Adoration of the Shepherds
After 1575. Oil on canvas. Not on displayThis is a modest bottega product illustrating the passage on the birth of Christ (Luke 2: 8-20) which lends itself particularly well to a nocturnal setting. It is a replica, not of the Adoration of the Shepherds Jacopo executed in 1590 for San Giorgio Maggiore in Venice, as previously believed, but of the painting depicting the same theme housed at the Louvre (inv. 430), which is an entirely autograph work by Jacopo and is dated to 1575. The Prado version uses the same general composition as the Louvre painting. It also shares the same setting -the humble cabin aside impressive classical ruins- and the arrangement of the figures, though some have changed position (the Child) or physiognomy (the shepherd in a most upright position). The sources of light remain the same: the Child, the flash of heavenly light, the candle and the little shepherd blowing on the burning coal, though the Prado replica has a crepuscular light that is absent from the Paris original. The paintings are practically the same size (the one in the Louvre measures 126 x 104 cm), which suggests that a ricordo of the original work was used to execute the Prado version.

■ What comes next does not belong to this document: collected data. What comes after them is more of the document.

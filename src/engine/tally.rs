//! Trunk Tally

use crate::classifier::ClassifiedCall;
use std::collections::{BTreeMap, BTreeSet};

/// Per-trunk call counts for one tick; rebuilt every tick
#[derive(Debug, Clone, Default, PartialEq, Eq)]
pub struct TrunkTally {
    counts: BTreeMap<String, u64>,
}

impl TrunkTally {
    pub fn from_calls(calls: &[ClassifiedCall]) -> Self {
        let mut counts = BTreeMap::new();
        for call in calls {
            *counts.entry(call.trunk_name.clone()).or_insert(0) += 1;
        }
        Self { counts }
    }

    pub fn get(&self, trunk: &str) -> u64 {
        self.counts.get(trunk).copied().unwrap_or(0)
    }

    pub fn len(&self) -> usize {
        self.counts.len()
    }

    pub fn iter(&self) -> impl Iterator<Item = (&str, u64)> {
        self.counts.iter().map(|(trunk, count)| (trunk.as_str(), *count))
    }
}

/// Every trunk label ever exposed
///
/// Survives ticks and restarts so a trunk that drops to zero calls is
/// written as 0 instead of keeping its last reading.
#[derive(Debug, Clone, Default)]
pub struct TrunkBook {
    seen: BTreeSet<String>,
}

impl TrunkBook {
    pub fn new() -> Self {
        Self::default()
    }

    /// Gauge writes for this tick: every known trunk missing from `tally`
    /// at 0 first, then the tally's own counts
    pub fn apply(&mut self, tally: &TrunkTally) -> Vec<(String, u64)> {
        let mut writes: Vec<(String, u64)> = self
            .seen
            .iter()
            .filter(|trunk| tally.get(trunk) == 0)
            .map(|trunk| (trunk.clone(), 0))
            .collect();

        for (trunk, count) in tally.iter() {
            self.seen.insert(trunk.to_string());
            writes.push((trunk.to_string(), count));
        }

        writes
    }

    pub fn seen(&self) -> impl Iterator<Item = &str> {
        self.seen.iter().map(String::as_str)
    }
}
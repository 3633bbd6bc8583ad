use thiserror::Error;

/// Root causes that abort a login attempt.
///
/// These are raised at the failing boundary and travel up wrapped in
/// `anyhow` context, so callers match them with `downcast_ref`.
#[derive(Debug, Error)]
pub enum LoginError {
    #[error("authentication failed: {0}")]
    Authentication(String),

    #[error("no account for user {0:?}")]
    Identity(String),

    #[error("{action} failed: {source}")]
    Resource {
        action: String,
        #[source]
        source: std::io::Error,
    },

    #[error("{program}: {reason}")]
    ExternalProcess { program: String, reason: String },
}

impl LoginError {
    pub fn resource(action: impl Into<String>, source: impl Into<std::io::Error>) -> Self {
        Self::Resource {
            action: action.into(),
            source: source.into(),
        }
    }

    pub fn external(program: impl ToString, reason: impl ToString) -> Self {
        Self::ExternalProcess {
            program: program.to_string(),
            reason: reason.to_string(),
        }
    }
}
use anyhow::{Context, Result};
use tokio::{
    signal::unix::{SignalKind, signal},
    sync::{mpsc, watch},
    task::JoinHandle,
};
use tracing::{debug, info};

use super::ManagedProcess;

/// Hands processes over to the supervisor
#[derive(Clone)]
pub struct Registrar {
    tx: mpsc::UnboundedSender<ManagedProcess>,
}

impl Registrar {
    pub fn register(&self, process: &ManagedProcess) {
        // Only fails once the supervisor is gone, then there is nobody left to stop it
        if self.tx.send(process.clone()).is_err() {
            debug!("Supervisor already stopped, {} not registered", process.name());
        }
    }
}

/// Background listener for SIGINT and SIGTERM.
///
/// On the first signal every registered process is interrupted and awaited,
/// one after another. Call [`Supervisor::stop`] when the session ends on its own.
pub struct Supervisor {
    registrar: Registrar,
    signalled: watch::Receiver<bool>,
    task: JoinHandle<()>,
}

impl Supervisor {
    pub fn start() -> Result<Self> {
        // Installed here so a signal arriving before the task first runs is not lost
        let mut sigint = signal(SignalKind::interrupt()).context("Failed to listen for SIGINT")?;
        let mut sigterm =
            signal(SignalKind::terminate()).context("Failed to listen for SIGTERM")?;

        let (tx, mut rx) = mpsc::unbounded_channel::<ManagedProcess>();
        let (signalled_tx, signalled) = watch::channel(false);

        let task = tokio::spawn(async move {
            let mut registered = Vec::new();

            let signal_name = loop {
                tokio::select! {
                    biased;
                    Some(process) = rx.recv() => {
                        debug!(
                            "Supervising {} ({})",
                            process.name(),
                            process.credential().describe()
                        );
                        registered.push(process);
                    }
                    _ = sigint.recv() => break "SIGINT",
                    _ = sigterm.recv() => break "SIGTERM",
                }
            };

            info!("Received {signal_name}, stopping session");
            let _ = signalled_tx.send(true);

            while let Ok(process) = rx.try_recv() {
                registered.push(process);
            }

            for process in &registered {
                let status = process.stop().await;
                debug!("{} stopped with {status:?}", process.name());
            }
        });

        Ok(Self {
            registrar: Registrar { tx },
            signalled,
            task,
        })
    }

    pub fn registrar(&self) -> Registrar {
        self.registrar.clone()
    }

    /// Resolves once a signal has been received
    pub async fn signalled(&self) {
        let mut signalled = self.signalled.clone();
        if signalled.wait_for(|signalled| *signalled).await.is_err() {
            // Task is gone without seeing a signal
            std::future::pending::<()>().await;
        }
    }

    /// Waits until every registered process has been stopped
    pub async fn join(self) -> Result<()> {
        self.task.await.context("Supervisor task failed")
    }

    /// Stops listening. Used when the session ended without a signal.
    pub fn stop(self) {
        self.task.abort();
        debug!("Supervisor stopped");
    }
}

#[cfg(test)]
mod tests {
    use std::time::Duration;

    use rustix::process::{Signal, getpid, kill_process};
    use serial_test::serial;
    use tokio::{process::Command, time::timeout};

    use super::*;
    use crate::subprocess::Credential;

    fn sleeper() -> ManagedProcess {
        let mut command = Command::new("sleep");
        command.arg("30");
        ManagedProcess::spawn(command, Credential::Orchestrator(None)).unwrap()
    }

    #[tokio::test]
    #[serial]
    async fn signal_stops_every_registered_process() {
        let supervisor = Supervisor::start().unwrap();
        let registrar = supervisor.registrar();

        let first = sleeper();
        registrar.register(&first);
        tokio::task::yield_now().await;

        // registered after the task already started
        let second = sleeper();
        registrar.register(&second);

        kill_process(getpid(), Signal::TERM).unwrap();

        timeout(Duration::from_secs(5), supervisor.signalled())
            .await
            .unwrap();
        timeout(Duration::from_secs(5), supervisor.join())
            .await
            .unwrap()
            .unwrap();

        assert!(!first.is_running());
        assert!(!second.is_running());
    }

    #[tokio::test]
    #[serial]
    async fn stop_leaves_processes_alone() {
        let supervisor = Supervisor::start().unwrap();
        let process = sleeper();
        supervisor.registrar().register(&process);

        supervisor.stop();
        tokio::time::sleep(Duration::from_millis(50)).await;

        assert!(process.is_running());
        process.stop().await;
    }

    #[tokio::test]
    #[serial]
    async fn registering_after_stop_is_harmless() {
        let supervisor = Supervisor::start().unwrap();
        let registrar = supervisor.registrar();
        supervisor.stop();
        tokio::task::yield_now().await;

        let process = sleeper();
        registrar.register(&process);
        process.stop().await;
    }
}
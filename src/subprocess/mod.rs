pub mod supervisor;

use std::process::ExitStatus;

use anyhow::Result;
use nix::unistd::{getgid, getuid, setfsgid, setfsuid, setgid, setgroups, setuid};
use rustix::{
    io::Errno,
    process::{self, Pid, Signal},
};
use tokio::{
    io::{AsyncBufReadExt, AsyncRead, BufReader},
    process::Command,
    sync::watch,
};
use tracing::{debug, warn};

use crate::{error::LoginError, login::users::UserID};

/// Identity a child process is started with
#[derive(Debug, Clone, PartialEq)]
pub enum Credential {
    /// Keep the orchestrator's identity.
    /// Holds the file-system identity to restore if it was dropped.
    Orchestrator(Option<UserID>),
    /// Fully switch to the user
    User(UserID),
}

impl Credential {
    /// Installs the identity change and parent-death signal into `command`.
    ///
    /// Runs in the forked child right before exec.
    pub fn apply(&self, command: &mut Command) {
        let credential = self.clone();

        unsafe {
            command.pre_exec(move || {
                process::set_parent_process_death_signal(Some(Signal::TERM))?;

                match &credential {
                    Credential::Orchestrator(None) => {}
                    Credential::Orchestrator(Some(restore)) => {
                        setfsuid(restore.uid);
                        setfsgid(restore.gid);
                        setgroups(&restore.groups)?;
                    }
                    Credential::User(user) => {
                        if getuid() != user.uid || getgid() != user.gid {
                            setgroups(&user.groups)?;
                            setgid(user.gid)?;
                            setuid(user.uid)?;
                        }
                    }
                }

                Ok(())
            });
        }
    }

    pub fn describe(&self) -> String {
        match self {
            Credential::Orchestrator(_) => "orchestrator".to_string(),
            Credential::User(user) => format!("uid {}", user.uid),
        }
    }
}

#[derive(Debug, Clone, Copy, PartialEq)]
pub enum ProcessState {
    Running,
    Exited(Option<ExitStatus>),
}

/// Shared handle to a spawned child.
///
/// The child itself is owned by a reaper task, clones only observe its state
/// and can signal it, so the foreground flow and the supervisor act on the
/// same process.
#[derive(Clone)]
pub struct ManagedProcess {
    name: String,
    pid: Option<Pid>,
    credential: Credential,
    state: watch::Receiver<ProcessState>,
}

impl ManagedProcess {
    pub fn spawn(mut command: Command, credential: Credential) -> Result<Self> {
        let name = command
            .as_std()
            .get_program()
            .to_string_lossy()
            .into_owned();

        credential.apply(&mut command);
        let mut child = command
            .spawn()
            .map_err(|e| LoginError::external(&name, format!("failed to spawn: {e}")))?;

        let pid = child.id().and_then(|id| Pid::from_raw(id as i32));
        debug!("Started {name} ({pid:?}) as {}", credential.describe());

        // only set when the caller asked for pipes
        if let Some(stdout) = child.stdout.take() {
            tokio::spawn(forward_output(name.clone(), stdout));
        }
        if let Some(stderr) = child.stderr.take() {
            tokio::spawn(forward_output(name.clone(), stderr));
        }

        let (state_tx, state) = watch::channel(ProcessState::Running);
        let reaper_name = name.clone();
        tokio::spawn(async move {
            let status = match child.wait().await {
                Ok(status) => Some(status),
                Err(e) => {
                    warn!("Failed to wait for {reaper_name}: {e}");
                    None
                }
            };

            debug!("{reaper_name} exited with {status:?}");
            let _ = state_tx.send(ProcessState::Exited(status));
        });

        Ok(Self {
            name,
            pid,
            credential,
            state,
        })
    }

    pub fn name(&self) -> &str {
        &self.name
    }

    pub fn credential(&self) -> &Credential {
        &self.credential
    }

    pub fn is_running(&self) -> bool {
        *self.state.borrow() == ProcessState::Running
    }

    /// Sends SIGINT. Does nothing once the process has exited.
    pub fn interrupt(&self) {
        let Some(pid) = self.pid else {
            return;
        };
        if !self.is_running() {
            return;
        }

        match process::kill_process(pid, Signal::INT) {
            Ok(()) => debug!("Interrupted {}", self.name),
            Err(Errno::SRCH) => {}
            Err(e) => warn!("Failed to interrupt {}: {e}", self.name),
        }
    }

    pub async fn wait(&self) -> Option<ExitStatus> {
        let mut state = self.state.clone();

        match state
            .wait_for(|state| matches!(state, ProcessState::Exited(_)))
            .await
            .as_deref()
        {
            Ok(ProcessState::Exited(status)) => *status,
            _ => None,
        }
    }

    pub async fn stop(&self) -> Option<ExitStatus> {
        self.interrupt();
        self.wait().await
    }
}

/// Sends every line of a child's output stream to the log
async fn forward_output(name: String, stream: impl AsyncRead + Unpin) {
    let mut lines = BufReader::new(stream).lines();

    while let Ok(Some(line)) = lines.next_line().await {
        debug!(target: "vtlogin::child", "{name}: {line}");
    }
}

/// Runs `command` to completion and returns its trimmed standard output
pub async fn capture(mut command: Command, credential: Credential) -> Result<String> {
    let name = command
        .as_std()
        .get_program()
        .to_string_lossy()
        .into_owned();

    credential.apply(&mut command);
    let output = command
        .output()
        .await
        .map_err(|e| LoginError::external(&name, format!("failed to run: {e}")))?;

    if !output.status.success() {
        return Err(LoginError::external(&name, output.status).into());
    }

    Ok(String::from_utf8_lossy(&output.stdout).trim().to_string())
}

A comparison with the Adoración de los Pastores (P25) reveals the poorer quality of this work, but also the use of a different technique. Whereas in Jacopo´s work, the quick play of short brushstrokes had a decisive role in creating the effects of light on the bodies, enlivening the surface, in the Prado version, longer and less vibrant brushstrokes of colour were used to achieve these effects.

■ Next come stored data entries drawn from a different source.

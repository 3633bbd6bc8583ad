use std::io::{self, BufRead, Write};

use rustix::termios::{self, LocalModes, OptionalActions, Termios};
use tracing::{error, info};
use zeroize::Zeroize;

use crate::{
    login::pam::{ConversationError, MessageLevel, PamDisplay},
    utils::misc::hostname,
};

fn forward_message(text: &str, level: MessageLevel) {
    match level {
        MessageLevel::Info => info!("{text}"),
        MessageLevel::Error => error!("{text}"),
    }
}

/// Disables terminal echo until dropped
struct EchoGuard {
    saved: Termios,
}

impl EchoGuard {
    fn mask() -> rustix::io::Result<Self> {
        let stdin = io::stdin();
        let saved = termios::tcgetattr(&stdin)?;

        let mut masked = saved.clone();
        masked.local_modes.remove(LocalModes::ECHO);
        termios::tcsetattr(&stdin, OptionalActions::Now, &masked)?;

        Ok(Self { saved })
    }
}

impl Drop for EchoGuard {
    fn drop(&mut self) {
        let _ = termios::tcsetattr(io::stdin(), OptionalActions::Now, &self.saved);
    }
}

/// Conversation over the controlling terminal
pub struct TerminalDisplay {
    hostname: String,
    default_user: Option<String>,
}

impl TerminalDisplay {
    pub fn new(default_user: Option<String>) -> Self {
        Self {
            hostname: hostname(),
            default_user,
        }
    }

    fn banner(&self, show: bool) -> String {
        match (show, &self.default_user) {
            (true, _) => format!("{} login: ", self.hostname),
            (false, Some(user)) => format!("{} login: {user}\nPassword: ", self.hostname),
            (false, None) => "Password: ".to_string(),
        }
    }

    fn read_line() -> Result<String, ConversationError> {
        let mut line = String::new();
        if io::stdin().lock().read_line(&mut line)? == 0 {
            return Err(io::Error::from(io::ErrorKind::UnexpectedEof).into());
        }

        let answer = line.trim_end_matches(['\n', '\r']).to_string();
        line.zeroize();
        Ok(answer)
    }
}

impl PamDisplay for TerminalDisplay {
    fn prompt(&self, _text: &str, show: bool) -> Result<String, ConversationError> {
        let mut stdout = io::stdout();
        write!(stdout, "{}", self.banner(show))?;
        stdout.flush()?;

        if show {
            return Self::read_line();
        }

        let answer = {
            let _guard = EchoGuard::mask()?;
            Self::read_line()
        };
        writeln!(stdout)?;

        answer
    }

    fn message(&self, text: &str, level: MessageLevel) -> Result<(), ConversationError> {
        forward_message(text, level);
        Ok(())
    }
}

/// Conversation that answers every prompt with nothing
pub struct AutologinDisplay;

impl PamDisplay for AutologinDisplay {
    fn prompt(&self, _text: &str, _show: bool) -> Result<String, ConversationError> {
        Ok(String::new())
    }

    fn message(&self, text: &str, level: MessageLevel) -> Result<(), ConversationError> {
        forward_message(text, level);
        Ok(())
    }
}
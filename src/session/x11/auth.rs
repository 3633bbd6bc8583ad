use std::{io::ErrorKind, path::PathBuf};

use anyhow::{Context, Result, bail};
use tracing::{debug, info, warn};

use super::{Config, Display};
use crate::{
    environment::prelude::*, error::LoginError, login::context::LoginContext, subprocess::capture,
};

/// File name of the authority, relative to the runtime directory
pub const AUTHORITY_FILE: &str = ".vtlogin-xauth";

define_env!("XAUTHORITY", pub XAuthority(PathBuf));
env_parser_raw!(XAuthority);

impl XAuthority {
    pub fn in_runtime_dir(context: &LoginContext) -> Self {
        Self(context.runtime_dir.join(AUTHORITY_FILE))
    }
}

/// A provisioned authority file, removed again on drop
#[derive(Debug)]
pub struct AuthorityFile {
    path: PathBuf,
    removed: bool,
}

impl AuthorityFile {
    /// Creates a fresh authority file holding a new cookie for `display`.
    ///
    /// Has to run after the file-system privilege drop, so the file is
    /// created as the user.
    pub async fn provision(
        authority: &XAuthority,
        display: &Display,
        context: &LoginContext,
        config: &Config,
        env: &Env,
    ) -> Result<Self> {
        let path = authority.to_path_buf();

        match fs_err::remove_file(&path) {
            Ok(()) => debug!("Removed stale {}", path.display()),
            Err(e) if e.kind() == ErrorKind::NotFound => {}
            Err(e) => return Err(LoginError::resource("removing stale authority", e).into()),
        }

        fs_err::File::create(&path)
            .map_err(|e| LoginError::resource("creating authority", e))?;
        let file = Self {
            path,
            removed: false,
        };

        let cookie = capture(
            context.command(&config.mcookie, env),
            context.orchestrator_credential(),
        )
        .await
        .context("Failed to generate cookie")?;

        if cookie.is_empty() {
            bail!(LoginError::external(config.mcookie.display(), "produced no cookie"));
        }

        let mut xauth = context.command(&config.xauth, env);
        xauth.args(["add", &display.name(), ".", &cookie]);
        capture(xauth, context.user_credential())
            .await
            .context("Failed to register cookie")?;

        let display_name = display.name();
        info!("Authority for {} written to {}", display_name, file.path.display());
        Ok(file)
    }

    pub fn remove(mut self) -> Result<()> {
        self.removed = true;
        fs_err::remove_file(&self.path)
            .map_err(|e| LoginError::resource("removing authority", e))?;

        info!("Cleaned up authority");
        Ok(())
    }
}

impl Drop for AuthorityFile {
    fn drop(&mut self) {
        if !self.removed
            && let Err(e) = fs_err::remove_file(&self.path)
            && e.kind() != ErrorKind::NotFound
        {
            warn!("Failed to remove authority: {e}");
        }
    }
}
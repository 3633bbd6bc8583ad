pub mod misc {
    pub fn hostname() -> String {
        rustix::system::uname()
            .nodename()
            .to_string_lossy()
            .into_owned()
    }
}


pub mod config {
    use std::{
        collections::HashMap,
        convert::Infallible,
        io::{ErrorKind, Read},
        path::{Path, PathBuf},
    };

    use anyhow::{Context, Result, bail};
    use fs_err::File;
    use pico_args::Arguments;
    use serde::Deserialize;

    use crate::session::{DesktopDescriptor, x11};

    /// Resolved runtime options of one login attempt.
    #[derive(Deserialize, Debug)]
    #[serde(default, rename_all = "kebab-case", deny_unknown_fields)]
    pub struct Config {
        /// Virtual terminal the display server binds to
        pub tty: u8,
        pub lang: String,

        pub default_user: Option<String>,
        pub autologin: bool,
        pub default_desktop: Option<String>,

        /// Prepend ~/.xinitrc to X11 sessions
        pub xinitrc_launch: bool,
        /// Prepend dbus-launch to sessions
        pub dbus_launch: bool,

        pub runtime_dir_base: PathBuf,
        pub log_file: Option<PathBuf>,

        pub x11: x11::Config,
        pub desktops: HashMap<String, DesktopDescriptor>,
    }

    impl Default for Config {
        fn default() -> Self {
            Self {
                tty: 7,
                lang: "en_US.UTF-8".into(),
                default_user: None,
                autologin: false,
                default_desktop: None,
                xinitrc_launch: false,
                dbus_launch: true,
                runtime_dir_base: PathBuf::from("/run/user"),
                log_file: None,
                x11: x11::Config::default(),
                desktops: HashMap::new(),
            }
        }
    }

    impl Config {
        pub fn from_args(args: &mut Arguments, default_path: &str) -> Result<Self> {
            let config_path = args
                .opt_value_from_os_str::<_, _, Infallible>(["-c", "--config"], |path| {
                    Ok(PathBuf::from(path))
                })?
                .unwrap_or(PathBuf::from(default_path));

            Self::from_file(&config_path).context("Failed to read config")
        }

        fn from_file(path: &Path) -> Result<Self> {
            let mut file = match File::open(path) {
                Err(e) if matches!(e.kind(), ErrorKind::NotFound) => return Ok(Self::default()),
                other => other,
            }?;

            let mut buf = String::new();
            file.read_to_string(&mut buf)?;

            Self::parse(&buf)
        }

        pub fn parse(text: &str) -> Result<Self> {
            toml::from_str(text).context("Invalid config")
        }

        pub fn validate(&self) -> Result<()> {
            if self.autologin && self.default_user.is_none() {
                bail!("autologin is enabled, but default-user is not set");
            }

            Ok(())
        }
    }

    /// Per-user choices, read from the home directory after login
    #[derive(Deserialize, Debug, Default, PartialEq)]
    #[serde(default, rename_all = "kebab-case", deny_unknown_fields)]
    pub struct UserPreferences {
        /// Name of a known desktop
        pub desktop: Option<String>,
        /// Desktop defined in place, wins over `desktop`
        pub session: Option<DesktopDescriptor>,
        pub lang: Option<String>,
    }

    impl UserPreferences {
        /// Location relative to the home directory
        pub const PATH: &str = ".config/vtlogin/config.toml";

        /// Reads the preferences of the user owning `home`.
        /// A missing file means no preferences.
        ///
        /// Must run after the file-system privilege drop.
        pub fn load(home: &Path) -> Result<Self> {
            let path = home.join(Self::PATH);

            let text = match fs_err::read_to_string(&path) {
                Err(e) if matches!(e.kind(), ErrorKind::NotFound) => return Ok(Self::default()),
                other => other,
            }?;

            toml::from_str(&text).context(format!("Invalid preferences in {}", path.display()))
        }
    }

}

Although the Adoration of the Shepherds entered the royal collection under Isabella Farnese, a Bassanesque work of similar characteristics but inferior quality hung in the small cloister of the old church of the Escorial at the end of the 16th century. Francisco Pacheco (1564-1644) must have seen this painting, for when he criticised the painters who depicted the Christ Child naked in his El Arte de la Pintura, he cited the example of Juan de Roelas´s Adoration of the Shepherds in the Jesuit church in Seville, stating that the artist portrayed Jesus in this manner imitando al Basan. There is a smaller (80 x 105 cm) copy of poor quality, probably Spanish, at the convent of Madres Mecedarias de Don Juan de Alarcon in Madrid (Text drawn from Falomir, M.: Los Bassano en la España del Siglo de Oro, Museo Nacional del Prado, 2001, p. 231).